Néanmoins, il est possible de constater qu'après une période où la prière semblait appartenir à un passé définitivement révolu, elle fait une rentrée fracassante dans le monde, et particulièrement dans le monde occidental qui avait été beaucoup plus bouleversé encore que l'orient de l'influence des théories marxistes athées : Dieu était mort, comment pouvait-il encore être nécessaire de le prier ?

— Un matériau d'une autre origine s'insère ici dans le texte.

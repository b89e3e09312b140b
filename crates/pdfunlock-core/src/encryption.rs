//! Encryption dictionary description.
//!
//! Provides [`EncryptionInfo`] for the fields of a PDF `/Encrypt` dictionary
//! that tell a user which security handler protects a file.

/// Parameters of a PDF `/Encrypt` dictionary.
///
/// Every field is optional because producers routinely omit entries that
/// have a default (e.g. `/Length` for 40-bit RC4).
#[derive(Debug, Clone, Default, PartialEq, Eq)]
#[cfg_attr(feature = "serde", derive(serde::Serialize, serde::Deserialize))]
pub struct EncryptionInfo {
    /// Security handler name (`/Filter`, usually `Standard`).
    pub filter: Option<String>,
    /// Algorithm version (`/V`).
    pub version: Option<i64>,
    /// Standard security handler revision (`/R`).
    pub revision: Option<i64>,
    /// Key length in bits (`/Length`).
    pub key_length: Option<i64>,
    /// User access permission flags (`/P`).
    pub permissions: Option<i64>,
}

impl EncryptionInfo {
    /// A short human-readable name for the cipher, based on `/V` and `/R`.
    pub fn algorithm(&self) -> &'static str {
        match (self.version, self.revision) {
            (Some(5), Some(6)) => "AES-256",
            (Some(5), _) => "AES-256 (draft)",
            (Some(4), Some(4)) => "RC4 or AES-128 (crypt filters)",
            (Some(2), _) | (_, Some(3)) => "RC4 (up to 128-bit)",
            (Some(1), _) | (_, Some(2)) => "RC4 40-bit",
            _ => "unknown",
        }
    }

    /// The key length in bits, falling back to the 40-bit default for V=1.
    pub fn effective_key_length(&self) -> Option<i64> {
        match (self.key_length, self.version) {
            (Some(len), _) => Some(len),
            (None, Some(1)) => Some(40),
            (None, Some(5)) => Some(256),
            _ => None,
        }
    }
}

#[cfg(test)]
mod tests {
    use super::*;

    fn info(version: i64, revision: i64) -> EncryptionInfo {
        EncryptionInfo {
            filter: Some("Standard".to_string()),
            version: Some(version),
            revision: Some(revision),
            key_length: None,
            permissions: Some(-4),
        }
    }

    #[test]
    fn algorithm_names() {
        assert_eq!(info(1, 2).algorithm(), "RC4 40-bit");
        assert_eq!(info(2, 3).algorithm(), "RC4 (up to 128-bit)");
        assert_eq!(info(4, 4).algorithm(), "RC4 or AES-128 (crypt filters)");
        assert_eq!(info(5, 6).algorithm(), "AES-256");
        assert_eq!(info(5, 5).algorithm(), "AES-256 (draft)");
        assert_eq!(EncryptionInfo::default().algorithm(), "unknown");
    }

    #[test]
    fn effective_key_length_defaults() {
        assert_eq!(info(1, 2).effective_key_length(), Some(40));
        assert_eq!(info(5, 6).effective_key_length(), Some(256));
        assert_eq!(info(2, 3).effective_key_length(), None);

        let explicit = EncryptionInfo {
            key_length: Some(128),
            ..info(2, 3)
        };
        assert_eq!(explicit.effective_key_length(), Some(128));
    }
}
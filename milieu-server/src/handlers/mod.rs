use std::time::{SystemTime, UNIX_EPOCH};

use actix_web::HttpResponse;

use error::HttpErrorResponse;

pub mod auth;
pub mod object;
pub mod repo;
pub mod user;

pub fn unix_millis(timestamp: SystemTime) -> u64 {
    timestamp
        .duration_since(UNIX_EPOCH)
        .unwrap_or_default()
        .as_millis() as u64
}

pub async fn method_not_allowed() -> Result<HttpResponse, HttpErrorResponse> {
    Err(HttpErrorResponse::MethodNotAllowed)
}

pub async fn not_found() -> Result<HttpResponse, HttpErrorResponse> {
    Err(HttpErrorResponse::NotFound)
}

pub mod access {
    use actix_web::web;
    use milieu_common::db::{self, repo::AccessLevel, DaoError, DbThreadPool};
    use uuid::Uuid;

    use super::error::HttpErrorResponse;

    /// Resolves the caller's access, reporting missing repos and missing
    /// permissions identically so collaborators cannot probe for repos they
    /// were not granted.
    pub async fn get_access_level(
        db_thread_pool: &DbThreadPool,
        repo_id: Uuid,
        user_id: Uuid,
    ) -> Result<AccessLevel, HttpErrorResponse> {
        let repo_dao = db::repo::Dao::new(db_thread_pool);
        match web::block(move || repo_dao.get_access_level(repo_id, user_id)).await? {
            Ok(level) => Ok(level),
            Err(DaoError::QueryFailure(diesel::result::Error::NotFound)) => {
                Err(HttpErrorResponse::RepoNotFound)
            }
            Err(e) => {
                log::error!("{e}");
                Err(HttpErrorResponse::InternalError)
            }
        }
    }

    pub async fn require_read(
        db_thread_pool: &DbThreadPool,
        repo_id: Uuid,
        user_id: Uuid,
    ) -> Result<AccessLevel, HttpErrorResponse> {
        let level = get_access_level(db_thread_pool, repo_id, user_id).await?;

        if !level.can_read() {
            return Err(HttpErrorResponse::RepoNotFound);
        }

        Ok(level)
    }

    pub async fn require_write(
        db_thread_pool: &DbThreadPool,
        repo_id: Uuid,
        user_id: Uuid,
    ) -> Result<AccessLevel, HttpErrorResponse> {
        let level = get_access_level(db_thread_pool, repo_id, user_id).await?;

        if !level.can_write() {
            return Err(HttpErrorResponse::RepoNotFound);
        }

        Ok(level)
    }

    pub async fn require_owner(
        db_thread_pool: &DbThreadPool,
        repo_id: Uuid,
        user_id: Uuid,
    ) -> Result<(), HttpErrorResponse> {
        let level = get_access_level(db_thread_pool, repo_id, user_id).await?;

        if level != AccessLevel::Owner {
            return Err(HttpErrorResponse::RepoNotFound);
        }

        Ok(())
    }
}

pub mod error {
    use actix_web::http::StatusCode;
    use actix_web::{HttpResponse, HttpResponseBuilder};
    use std::fmt;
    use tokio::sync::oneshot;

    /// Error responses are serialized as `{"error": "<code>"}` with the
    /// status code determined by the variant.
    #[derive(Clone, Copy, Debug, PartialEq, Eq)]
    pub enum HttpErrorResponse {
        // 400
        InvalidRequest,
        InvalidEmail,
        InvalidRepoName,
        InvalidPath,
        InvalidRole,
        InvalidAction,
        InvalidCiphertext,
        CannotInviteOwner,
        RepoIdMismatch,
        MissingParam(&'static str),

        // 401
        MissingAuth,
        InvalidToken,
        TokenExpired,
        InvalidCredentials,

        // 404
        NotFound,
        RepoNotFound,
        UserNotFound,
        AccessNotFound,
        InviteNotFound,

        // 405
        MethodNotAllowed,

        // 409
        EmailExists,
        RepoExists,
        AlreadyHasAccess,

        // 413
        RepoSizeExceeded,

        // 429
        RateLimited,

        // 500
        InternalError,
    }

    impl HttpErrorResponse {
        pub fn error_code(&self) -> &'static str {
            match self {
                HttpErrorResponse::InvalidRequest => "invalid_request",
                HttpErrorResponse::InvalidEmail => "invalid_email",
                HttpErrorResponse::InvalidRepoName => "invalid_repo_name",
                HttpErrorResponse::InvalidPath => "invalid_path",
                HttpErrorResponse::InvalidRole => "invalid_role",
                HttpErrorResponse::InvalidAction => "invalid_action",
                HttpErrorResponse::InvalidCiphertext => "invalid_ciphertext",
                HttpErrorResponse::CannotInviteOwner => "cannot_invite_owner",
                HttpErrorResponse::RepoIdMismatch => "repo_id_mismatch",
                HttpErrorResponse::MissingParam(code) => code,

                HttpErrorResponse::MissingAuth => "missing_auth",
                HttpErrorResponse::InvalidToken => "invalid_token",
                HttpErrorResponse::TokenExpired => "token_expired",
                HttpErrorResponse::InvalidCredentials => "invalid_credentials",

                HttpErrorResponse::NotFound => "not_found",
                HttpErrorResponse::RepoNotFound => "repo_not_found",
                HttpErrorResponse::UserNotFound => "user_not_found",
                HttpErrorResponse::AccessNotFound => "access_not_found",
                HttpErrorResponse::InviteNotFound => "invite_not_found",

                HttpErrorResponse::MethodNotAllowed => "method_not_allowed",

                HttpErrorResponse::EmailExists => "email_exists",
                HttpErrorResponse::RepoExists => "repo_exists",
                HttpErrorResponse::AlreadyHasAccess => "already_has_access",

                HttpErrorResponse::RepoSizeExceeded => "repo_size_exceeded",

                HttpErrorResponse::RateLimited => "rate_limited",

                HttpErrorResponse::InternalError => "internal_error",
            }
        }
    }

    impl std::error::Error for HttpErrorResponse {}

    impl fmt::Display for HttpErrorResponse {
        fn fmt(&self, f: &mut fmt::Formatter<'_>) -> fmt::Result {
            f.write_str(self.error_code())
        }
    }

    impl actix_web::error::ResponseError for HttpErrorResponse {
        fn error_response(&self) -> HttpResponse {
            HttpResponseBuilder::new(self.status_code())
                .json(serde_json::json!({ "error": self.error_code() }))
        }

        fn status_code(&self) -> StatusCode {
            match *self {
                HttpErrorResponse::InvalidRequest
                | HttpErrorResponse::InvalidEmail
                | HttpErrorResponse::InvalidRepoName
                | HttpErrorResponse::InvalidPath
                | HttpErrorResponse::InvalidRole
                | HttpErrorResponse::InvalidAction
                | HttpErrorResponse::InvalidCiphertext
                | HttpErrorResponse::CannotInviteOwner
                | HttpErrorResponse::RepoIdMismatch
                | HttpErrorResponse::MissingParam(_) => StatusCode::BAD_REQUEST,
                HttpErrorResponse::MissingAuth
                | HttpErrorResponse::InvalidToken
                | HttpErrorResponse::TokenExpired
                | HttpErrorResponse::InvalidCredentials => StatusCode::UNAUTHORIZED,
                HttpErrorResponse::NotFound
                | HttpErrorResponse::RepoNotFound
                | HttpErrorResponse::UserNotFound
                | HttpErrorResponse::AccessNotFound
                | HttpErrorResponse::InviteNotFound => StatusCode::NOT_FOUND,
                HttpErrorResponse::MethodNotAllowed => StatusCode::METHOD_NOT_ALLOWED,
                HttpErrorResponse::EmailExists
                | HttpErrorResponse::RepoExists
                | HttpErrorResponse::AlreadyHasAccess => StatusCode::CONFLICT,
                HttpErrorResponse::RepoSizeExceeded => StatusCode::PAYLOAD_TOO_LARGE,
                HttpErrorResponse::RateLimited => StatusCode::TOO_MANY_REQUESTS,
                HttpErrorResponse::InternalError => StatusCode::INTERNAL_SERVER_ERROR,
            }
        }
    }

    impl From<actix_web::error::BlockingError> for HttpErrorResponse {
        fn from(_err: actix_web::error::BlockingError) -> Self {
            HttpErrorResponse::InternalError
        }
    }

    impl From<oneshot::error::RecvError> for HttpErrorResponse {
        fn from(_err: oneshot::error::RecvError) -> Self {
            HttpErrorResponse::InternalError
        }
    }
}
use diesel::{Insertable, Queryable};
use std::time::SystemTime;
use uuid::Uuid;

use crate::schema::env_objects;

/// A single encrypted env-file snapshot. The server never inspects
/// `ciphertext`; it only accounts for its size and orders versions.
#[derive(Debug, Identifiable, Queryable)]
#[diesel(table_name = env_objects)]
#[diesel(check_for_backend(diesel::pg::Pg))]
pub struct EnvObject {
    pub id: Uuid,
    pub repo_id: Uuid,
    pub branch: String,
    pub path: String,
    pub nonce: String,
    pub ciphertext: Vec<u8>,
    pub aad: String,
    pub ciphertext_hash: String,
    pub version: i32,
    pub created_at: SystemTime,
    pub client_created_at: Option<String>,
    pub schema_version: i32,
}

#[derive(Debug, Insertable)]
#[diesel(table_name = env_objects)]
#[diesel(check_for_backend(diesel::pg::Pg))]
pub struct NewEnvObject<'a> {
    pub id: Uuid,
    pub repo_id: Uuid,
    pub branch: &'a str,
    pub path: &'a str,
    pub nonce: &'a str,
    pub ciphertext: &'a [u8],
    pub aad: &'a str,
    pub ciphertext_hash: &'a str,
    pub version: i32,
    pub created_at: SystemTime,
    pub client_created_at: Option<&'a str>,
    pub schema_version: i32,
}
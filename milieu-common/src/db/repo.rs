use diesel::{dsl, BoolExpressionMethods, ExpressionMethods, JoinOnDsl, NullableExpressionMethods, OptionalExtension, QueryDsl, RunQueryDsl};
use std::cmp::Reverse;
use std::time::{Duration, SystemTime};
use uuid::Uuid;

use crate::db::{DaoError, DbThreadPool};
use crate::models::repo::NewRepo;
use crate::models::repo_access::{AccessRole, NewRepoAccess};
use crate::models::repo_invite::{InviteStatus, NewRepoInvite, RepoInvite};
use crate::models::repo_link::NewRepoLink;
use crate::schema::env_objects::dsl::env_objects;
use crate::schema::env_objects as env_object_fields;
use crate::schema::repo_access as access_fields;
use crate::schema::repo_access::dsl::repo_access;
use crate::schema::repo_invites as invite_fields;
use crate::schema::repo_invites::dsl::repo_invites;
use crate::schema::repo_key_events as key_event_fields;
use crate::schema::repo_key_events::dsl::repo_key_events;
use crate::schema::repo_keys as repo_key_fields;
use crate::schema::repo_keys::dsl::repo_keys;
use crate::schema::repo_links as link_fields;
use crate::schema::repo_links::dsl::repo_links;
use crate::schema::repos as repo_fields;
use crate::schema::repos::dsl::repos;
use crate::schema::user_keys as user_key_fields;
use crate::schema::user_keys::dsl::user_keys;
use crate::schema::users as user_fields;
use crate::schema::users::dsl::users;

/// What a user is allowed to do with a repo. Owners hold every permission;
/// collaborators are limited by their granted role.
#[derive(Clone, Copy, Debug, PartialEq, Eq)]
pub enum AccessLevel {
    Owner,
    Collaborator(AccessRole),
    NoAccess,
}

impl AccessLevel {
    pub fn can_read(&self) -> bool {
        !matches!(self, AccessLevel::NoAccess)
    }

    pub fn can_write(&self) -> bool {
        matches!(
            self,
            AccessLevel::Owner | AccessLevel::Collaborator(AccessRole::Write)
        )
    }
}

pub struct RepoListEntry {
    pub repo_id: Uuid,
    pub name: String,
    pub owner_email: String,
    pub role: Option<String>,
    pub created_at: SystemTime,
    pub last_seen: Option<SystemTime>,
}

pub struct ActiveAccessEntry {
    pub email: String,
    pub role: String,
    pub created_at: SystemTime,
    pub public_key: Option<String>,
    pub key_algorithm: Option<String>,
}

pub struct PendingInviteEntry {
    pub email: String,
    pub role: String,
    pub invited_by: String,
    pub created_at: SystemTime,
}

pub struct UserInviteEntry {
    pub id: Uuid,
    pub repo_id: Uuid,
    pub repo_name: String,
    pub role: String,
    pub invited_by: String,
    pub created_at: SystemTime,
}

pub struct Dao {
    db_thread_pool: DbThreadPool,
}
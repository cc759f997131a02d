#![cfg(not(doctest))]

#[macro_use]
extern crate diesel;

pub mod db;
pub mod models;
pub mod password;
pub mod schema;
pub mod threadrand;
pub mod token;
pub mod validators;
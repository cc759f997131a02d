use async_trait::async_trait;
use milieu_common::db::repo::Dao as RepoDao;
use milieu_common::db::DbThreadPool;
use std::time::Duration;

use crate::jobs::{Job, JobError};

/// Deletes accepted, rejected, and revoked invites after a retention period.
/// Pending invites are left alone regardless of age.
pub struct ClearResolvedInvitesJob {
    max_age: Duration,
    db_thread_pool: DbThreadPool,
    is_running: bool,
}

impl ClearResolvedInvitesJob {
    pub fn new(max_age: Duration, db_thread_pool: DbThreadPool) -> Self {
        Self {
            max_age,
            db_thread_pool,
            is_running: false,
        }
    }
}

#[async_trait]
impl Job for ClearResolvedInvitesJob {
    fn name(&self) -> &'static str {
        "Clear Resolved Invites"
    }

    fn is_ready(&self) -> bool {
        !self.is_running
    }

    async fn execute(&mut self) -> Result<(), JobError> {
        self.is_running = true;

        let dao = RepoDao::new(&self.db_thread_pool);
        let max_age = self.max_age;
        let deleted =
            tokio::task::spawn_blocking(move || dao.delete_resolved_invites(max_age)).await??;

        log::info!("Deleted {deleted} resolved invites");

        self.is_running = false;
        Ok(())
    }
}
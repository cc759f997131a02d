use diesel::{Insertable, Queryable};
use std::time::SystemTime;

use crate::schema::login_attempts;

#[derive(Debug, Queryable)]
#[diesel(table_name = login_attempts)]
#[diesel(check_for_backend(diesel::pg::Pg))]
pub struct LoginAttempt {
    pub attempt_key: String,
    pub count: i32,
    pub window_start: SystemTime,
}

#[derive(Debug, Insertable)]
#[diesel(table_name = login_attempts)]
#[diesel(check_for_backend(diesel::pg::Pg))]
pub struct NewLoginAttempt<'a> {
    pub attempt_key: &'a str,
    pub count: i32,
    pub window_start: SystemTime,
}
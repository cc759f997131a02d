use actix_web::{web, HttpResponse};
use milieu_common::db::{self, DaoError, DbThreadPool};
use serde::Deserialize;
use std::time::SystemTime;
use uuid::Uuid;

use crate::handlers::error::HttpErrorResponse;
use crate::handlers::unix_millis;
use crate::middleware::auth::AuthenticatedUser;

#[derive(Deserialize)]
pub struct PutUserKeyRequest {
    pub public_key: Option<String>,
    pub algorithm: Option<String>,
}

#[derive(Deserialize)]
pub struct PutUmkRequest {
    pub encrypted_umk: Option<String>,
    pub kdf_params: Option<serde_json::Value>,
    pub version: Option<i32>,
}

pub async fn list_sessions(
    db_thread_pool: web::Data<DbThreadPool>,
    authenticated_user: AuthenticatedUser,
) -> Result<HttpResponse, HttpErrorResponse> {
    let auth_dao = db::auth::Dao::new(&db_thread_pool);
    let user_id = authenticated_user.user_id;

    let sessions = match web::block(move || auth_dao.list_sessions(user_id)).await? {
        Ok(s) => s,
        Err(e) => {
            log::error!("{e}");
            return Err(HttpErrorResponse::InternalError);
        }
    };

    let now = SystemTime::now();
    let payload: Vec<serde_json::Value> = sessions
        .iter()
        .map(|session| {
            serde_json::json!({
                "host": session.host,
                "created_at": unix_millis(session.created_at),
                "expires_at": unix_millis(session.expires_at),
                "token_suffix": session.token_suffix,
                "active": session.expires_at > now,
            })
        })
        .collect();

    Ok(HttpResponse::Ok().json(payload))
}

pub async fn list_repos(
    db_thread_pool: web::Data<DbThreadPool>,
    authenticated_user: AuthenticatedUser,
) -> Result<HttpResponse, HttpErrorResponse> {
    let repo_dao = db::repo::Dao::new(&db_thread_pool);
    let user_id = authenticated_user.user_id;

    let entries = match web::block(move || repo_dao.list_repos_for_user(user_id)).await? {
        Ok(entries) => entries,
        Err(e) => {
            log::error!("{e}");
            return Err(HttpErrorResponse::InternalError);
        }
    };

    let repos: Vec<serde_json::Value> = entries
        .iter()
        .map(|entry| {
            serde_json::json!({
                "repo_id": entry.repo_id,
                "name": entry.name,
                "owner_email": entry.owner_email,
                "last_seen": entry.last_seen.map(unix_millis),
                "access": entry.role.as_deref().unwrap_or("read"),
            })
        })
        .collect();

    Ok(HttpResponse::Ok().json(serde_json::json!({ "repos": repos })))
}

pub async fn list_invites(
    db_thread_pool: web::Data<DbThreadPool>,
    authenticated_user: AuthenticatedUser,
) -> Result<HttpResponse, HttpErrorResponse> {
    let repo_dao = db::repo::Dao::new(&db_thread_pool);
    let email = authenticated_user.email;

    let invites = match web::block(move || repo_dao.list_invites_for_email(&email)).await? {
        Ok(invites) => invites,
        Err(e) => {
            log::error!("{e}");
            return Err(HttpErrorResponse::InternalError);
        }
    };

    let payload: Vec<serde_json::Value> = invites
        .iter()
        .map(|invite| {
            serde_json::json!({
                "id": invite.id,
                "repo_id": invite.repo_id,
                "repo_name": invite.repo_name,
                "role": invite.role,
                "invited_by": invite.invited_by,
                "created_at": unix_millis(invite.created_at),
            })
        })
        .collect();

    Ok(HttpResponse::Ok().json(payload))
}

pub async fn invite_action(
    db_thread_pool: web::Data<DbThreadPool>,
    authenticated_user: AuthenticatedUser,
    path: web::Path<(Uuid, String)>,
) -> Result<HttpResponse, HttpErrorResponse> {
    let (invite_id, action) = path.into_inner();

    if action != "accept" && action != "reject" {
        return Err(HttpErrorResponse::InvalidAction);
    }

    let repo_dao = db::repo::Dao::new(&db_thread_pool);
    let email = authenticated_user.email.clone();

    // Only the invitee may act on an invite, and only while it is pending
    let invite =
        match web::block(move || repo_dao.get_pending_invite_for_email(invite_id, &email)).await? {
            Ok(invite) => invite,
            Err(DaoError::QueryFailure(diesel::result::Error::NotFound)) => {
                return Err(HttpErrorResponse::InviteNotFound);
            }
            Err(e) => {
                log::error!("{e}");
                return Err(HttpErrorResponse::InternalError);
            }
        };

    let repo_dao = db::repo::Dao::new(&db_thread_pool);
    let user_id = authenticated_user.user_id;
    let accepting = action == "accept";

    match web::block(move || {
        if accepting {
            repo_dao.accept_invite(&invite, user_id)
        } else {
            repo_dao.reject_invite(invite.id)
        }
    })
    .await?
    {
        Ok(()) => (),
        Err(e) => {
            log::error!("{e}");
            return Err(HttpErrorResponse::InternalError);
        }
    }

    Ok(HttpResponse::Ok().json(serde_json::json!({ "ok": true })))
}

pub async fn get_user_key(
    db_thread_pool: web::Data<DbThreadPool>,
    authenticated_user: AuthenticatedUser,
) -> Result<HttpResponse, HttpErrorResponse> {
    let keys_dao = db::keys::Dao::new(&db_thread_pool);
    let user_id = authenticated_user.user_id;

    let key = match web::block(move || keys_dao.get_user_key(user_id)).await? {
        Ok(key) => key,
        Err(DaoError::QueryFailure(diesel::result::Error::NotFound)) => {
            return Err(HttpErrorResponse::NotFound);
        }
        Err(e) => {
            log::error!("{e}");
            return Err(HttpErrorResponse::InternalError);
        }
    };

    Ok(HttpResponse::Ok().json(serde_json::json!({
        "public_key": key.public_key,
        "algorithm": key.algorithm,
        "created_at": unix_millis(key.created_at),
        "updated_at": unix_millis(key.updated_at),
    })))
}

pub async fn put_user_key(
    db_thread_pool: web::Data<DbThreadPool>,
    authenticated_user: AuthenticatedUser,
    body: web::Json<PutUserKeyRequest>,
) -> Result<HttpResponse, HttpErrorResponse> {
    let body = body.into_inner();

    let (Some(public_key), Some(algorithm)) = (body.public_key, body.algorithm) else {
        return Err(HttpErrorResponse::InvalidRequest);
    };

    if public_key.is_empty() || algorithm.is_empty() {
        return Err(HttpErrorResponse::InvalidRequest);
    }

    let keys_dao = db::keys::Dao::new(&db_thread_pool);
    let user_id = authenticated_user.user_id;

    match web::block(move || keys_dao.upsert_user_key(user_id, &public_key, &algorithm)).await? {
        Ok(()) => (),
        Err(e) => {
            log::error!("{e}");
            return Err(HttpErrorResponse::InternalError);
        }
    }

    Ok(HttpResponse::Ok().json(serde_json::json!({ "ok": true })))
}

pub async fn get_umk(
    db_thread_pool: web::Data<DbThreadPool>,
    authenticated_user: AuthenticatedUser,
) -> Result<HttpResponse, HttpErrorResponse> {
    let keys_dao = db::keys::Dao::new(&db_thread_pool);
    let user_id = authenticated_user.user_id;

    let blob = match web::block(move || keys_dao.get_umk_blob(user_id)).await? {
        Ok(blob) => blob,
        Err(DaoError::QueryFailure(diesel::result::Error::NotFound)) => {
            return Err(HttpErrorResponse::NotFound);
        }
        Err(e) => {
            log::error!("{e}");
            return Err(HttpErrorResponse::InternalError);
        }
    };

    let kdf_params: serde_json::Value =
        serde_json::from_str(&blob.kdf_params).unwrap_or(serde_json::Value::Null);

    Ok(HttpResponse::Ok().json(serde_json::json!({
        "encrypted_umk": blob.encrypted_umk,
        "kdf_params": kdf_params,
        "version": blob.version,
        "updated_at": unix_millis(blob.updated_at),
    })))
}
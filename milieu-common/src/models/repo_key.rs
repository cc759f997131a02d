use diesel::{Insertable, Queryable};
use std::time::SystemTime;
use uuid::Uuid;

use crate::schema::repo_keys;

#[derive(Debug, Queryable)]
#[diesel(table_name = repo_keys)]
#[diesel(check_for_backend(diesel::pg::Pg))]
pub struct RepoKey {
    pub repo_id: Uuid,
    pub user_id: Uuid,
    pub wrapped_key: String,
    pub algorithm: String,
    pub created_at: SystemTime,
    pub updated_at: SystemTime,
}

#[derive(Debug, Insertable)]
#[diesel(table_name = repo_keys)]
#[diesel(check_for_backend(diesel::pg::Pg))]
pub struct NewRepoKey<'a> {
    pub repo_id: Uuid,
    pub user_id: Uuid,
    pub wrapped_key: &'a str,
    pub algorithm: &'a str,
    pub created_at: SystemTime,
    pub updated_at: SystemTime,
}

C'est ainsi, pour ne prendre que l'exemple de la France, que le flot des publications sur la prière prend toutes les allures d'un véritable raz-de-marée, alors qu'il faut bien reconnaître que les périodes antécédentes de l'histoire religieuse française ne prédisposaient absolument pas à un tel retour de ce phénomène typiquement religieux : la France était même considérée comme une terre de mission , dans laquelle il fallait faire are grande place à l'évangélisation. C'est ainsi que Jean-Pierre Dubois-Dumée lançait, en mai 1978, une nouvelle revue, au titre prometteur : Prier. Avant la parution du premier numéro, six mille personnes avaient déjà souscrit un abonnement. Et, en 1982, le tirage atteint parfois 100.000 exemplaires chaque mois, signe que la revue avait atteint un large public qui lui donnait son entier aval. La prière est encore, semble-t-il, une manifestation très largement suivie du phénomène religieux. Aux États-Unis également, on assiste à une effervescence de tout ce qui peut avoir trait à la prière. Ce phénomène de recrudescence d'une telle activité religieuse, dans un monde si peu enclin à la spiritualité, a certainement de quoi surprendre les esprits les plus critiques. La prière a certainement un sens ; il suffit de se mettre en prière pour le découvrir Contrairement à ce que pouvaient penser tous les prophètes qui annonçaient la mort de Dieu et qui la proclamaient un peu partout dans le monde puis plusieurs générations, le phénomène religieux continue donc de se manifester sans se soucier de toutes les démonstrations intellectuelles qui prétendent détruire toutes les traces de religion et même de foi dans le monde. Mais, pour la multitude des hommes, la religion apparaît presque comme une manifestation naturelle, quelle que soit la forme dans laquelle elle s'exprime pour les uns ou pour les autres ; l'absence ou le refus de religion ne serait que le résultat d'un exercice de la liberté humaine qui réagit contre des données plus ou moins superficielles de l'existence : l'irréligion même ne serait donc qu'un travestissement de la religion, et l'absence de toute religion serait impossible. L'homme qui cherche à trouver et à dire le sens de son existence, se trouve ainsi totalement impliqué dans la question qu'il se pose à lui-même et il se trouve, en quelque sorte, contraint d'effectuer le passage à la foi religieuse.